These entries are to be retyped in full, word for word.

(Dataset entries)
□ □ □ □ □

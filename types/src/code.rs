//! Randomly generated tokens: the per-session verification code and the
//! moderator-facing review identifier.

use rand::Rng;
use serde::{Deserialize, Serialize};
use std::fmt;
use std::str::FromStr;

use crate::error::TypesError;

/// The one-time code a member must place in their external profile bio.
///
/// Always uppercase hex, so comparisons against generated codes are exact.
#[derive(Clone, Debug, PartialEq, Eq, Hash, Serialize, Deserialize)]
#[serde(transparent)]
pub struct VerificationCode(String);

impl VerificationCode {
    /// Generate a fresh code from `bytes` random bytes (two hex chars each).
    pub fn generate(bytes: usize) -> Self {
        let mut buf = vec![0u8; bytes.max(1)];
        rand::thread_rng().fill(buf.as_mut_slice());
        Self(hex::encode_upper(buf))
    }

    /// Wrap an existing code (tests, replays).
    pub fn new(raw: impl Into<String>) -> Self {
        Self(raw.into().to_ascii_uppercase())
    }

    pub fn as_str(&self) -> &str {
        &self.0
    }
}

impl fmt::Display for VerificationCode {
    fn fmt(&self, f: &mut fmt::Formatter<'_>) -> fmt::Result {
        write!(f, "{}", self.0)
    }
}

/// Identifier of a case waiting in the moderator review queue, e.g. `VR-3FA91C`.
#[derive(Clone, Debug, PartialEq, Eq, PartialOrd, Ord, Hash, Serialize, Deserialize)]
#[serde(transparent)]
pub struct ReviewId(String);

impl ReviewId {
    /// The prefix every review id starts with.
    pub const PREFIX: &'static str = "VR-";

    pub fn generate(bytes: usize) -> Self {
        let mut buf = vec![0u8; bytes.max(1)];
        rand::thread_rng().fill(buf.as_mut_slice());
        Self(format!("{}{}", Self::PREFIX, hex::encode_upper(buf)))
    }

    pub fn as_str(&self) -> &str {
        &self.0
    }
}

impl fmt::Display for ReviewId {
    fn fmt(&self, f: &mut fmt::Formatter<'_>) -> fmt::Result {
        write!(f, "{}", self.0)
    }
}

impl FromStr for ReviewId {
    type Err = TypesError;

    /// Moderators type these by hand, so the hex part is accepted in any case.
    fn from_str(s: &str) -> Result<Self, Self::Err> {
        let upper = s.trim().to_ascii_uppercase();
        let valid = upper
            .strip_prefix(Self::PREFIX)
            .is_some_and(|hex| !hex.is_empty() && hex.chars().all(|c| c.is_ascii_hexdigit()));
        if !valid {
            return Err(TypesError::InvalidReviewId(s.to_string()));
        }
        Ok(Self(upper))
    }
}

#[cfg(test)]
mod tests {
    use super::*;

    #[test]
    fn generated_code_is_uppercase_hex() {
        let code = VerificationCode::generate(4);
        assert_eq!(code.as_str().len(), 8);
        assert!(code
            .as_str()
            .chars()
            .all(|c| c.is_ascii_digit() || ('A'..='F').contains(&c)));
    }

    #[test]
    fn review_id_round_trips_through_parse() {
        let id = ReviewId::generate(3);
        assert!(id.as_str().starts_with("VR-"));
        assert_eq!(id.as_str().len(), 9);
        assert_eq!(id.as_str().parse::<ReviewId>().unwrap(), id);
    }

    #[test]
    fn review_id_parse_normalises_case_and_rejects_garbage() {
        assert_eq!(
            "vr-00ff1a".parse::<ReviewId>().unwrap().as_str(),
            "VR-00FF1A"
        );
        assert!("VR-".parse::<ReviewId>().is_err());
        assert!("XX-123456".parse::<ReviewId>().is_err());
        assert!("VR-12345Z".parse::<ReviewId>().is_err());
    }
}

□ □ □ □ □

Response to this exercise:
filename types/src/code.rs
//! Randomly generated tokens: the per-session verification code and the
//! moderator-facing review identifier.

use rand::Rng;
use serde::{Deserialize, Serialize};
use std::fmt;
use std::str::FromStr;

use crate::error::TypesError;

/// The one-time code a member must place in their external profile bio.
///
/// Always uppercase hex, so comparisons against generated codes are exact.
#[derive(Clone, Debug, PartialEq, Eq, Hash, Serialize, Deserialize)]
#[serde(transparent)]
pub struct VerificationCode(String);

impl VerificationCode {
    /// Generate a fresh code from `bytes` random bytes (two hex chars each).
    pub fn generate(bytes: usize) -> Self {
        let mut buf = vec![0u8; bytes.max(1)];
        rand::thread_rng().fill(buf.as_mut_slice());
        Self(hex::encode_upper(buf))
    }

    /// Wrap an existing code (tests, replays).
    pub fn new(raw: impl Into<String>) -> Self {
        Self(raw.into().to_ascii_uppercase())
    }

    pub fn as_str(&self) -> &str {
        &self.0
    }
}

impl fmt::Display for VerificationCode {
    fn fmt(&self, f: &mut fmt::Formatter<'_>) -> fmt::Result {
        write!(f, "{}", self.0)
    }
}

/// Identifier of a case waiting in the moderator review queue, e.g. `VR-3FA91C`.
#[derive(Clone, Debug, PartialEq, Eq, PartialOrd, Ord, Hash, Serialize, Deserialize)]
#[serde(transparent)]
pub struct ReviewId(String);

impl ReviewId {
    /// The prefix every review id starts with.
    pub const PREFIX: &'static str = "VR-";

    pub fn generate(bytes: usize) -> Self {
        let mut buf = vec![0u8; bytes.max(1)];
        rand::thread_rng().fill(buf.as_mut_slice());
        Self(format!("{}{}", Self::PREFIX, hex::encode_upper(buf)))
    }

    pub fn as_str(&self) -> &str {
        &self.0
    }
}

impl fmt::Display for ReviewId {
    fn fmt(&self, f: &mut fmt::Formatter<'_>) -> fmt::Result {
        write!(f, "{}", self.0)
    }
}

impl FromStr for ReviewId {
    type Err = TypesError;

    /// Moderators type these by hand, so the hex part is accepted in any case.
    fn from_str(s: &str) -> Result<Self, Self::Err> {
        let upper = s.trim().to_ascii_uppercase();
        let valid = upper
            .strip_prefix(Self::PREFIX)
            .is_some_and(|hex| !hex.is_empty() && hex.chars().all(|c| c.is_ascii_hexdigit()));
        if !valid {
            return Err(TypesError::InvalidReviewId(s.to_string()));
        }
        Ok(Self(upper))
    }
}

#[cfg(test)]
mod tests {
    use super::*;

    #[test]
    fn generated_code_is_uppercase_hex() {
        let code = VerificationCode::generate(4);
        assert_eq!(code.as_str().len(), 8);
        assert!(code
            .as_str()
            .chars()
            .all(|c| c.is_ascii_digit() || ('A'..='F').contains(&c)));
    }

    #[test]
    fn review_id_round_trips_through_parse() {
        let id = ReviewId::generate(3);
        assert!(id.as_str().starts_with("VR-"));
        assert_eq!(id.as_str().len(), 9);
        assert_eq!(id.as_str().parse::<ReviewId>().unwrap(), id);
    }

    #[test]
    fn review_id_parse_normalises_case_and_rejects_garbage() {
        assert_eq!(
            "vr-00ff1a".parse::<ReviewId>().unwrap().as_str(),
            "VR-00FF1A"
        );
        assert!("VR-".parse::<ReviewId>().is_err());
        assert!("XX-123456".parse::<ReviewId>().is_err());
        assert!("VR-12345Z".parse::<ReviewId>().is_err());
    }
}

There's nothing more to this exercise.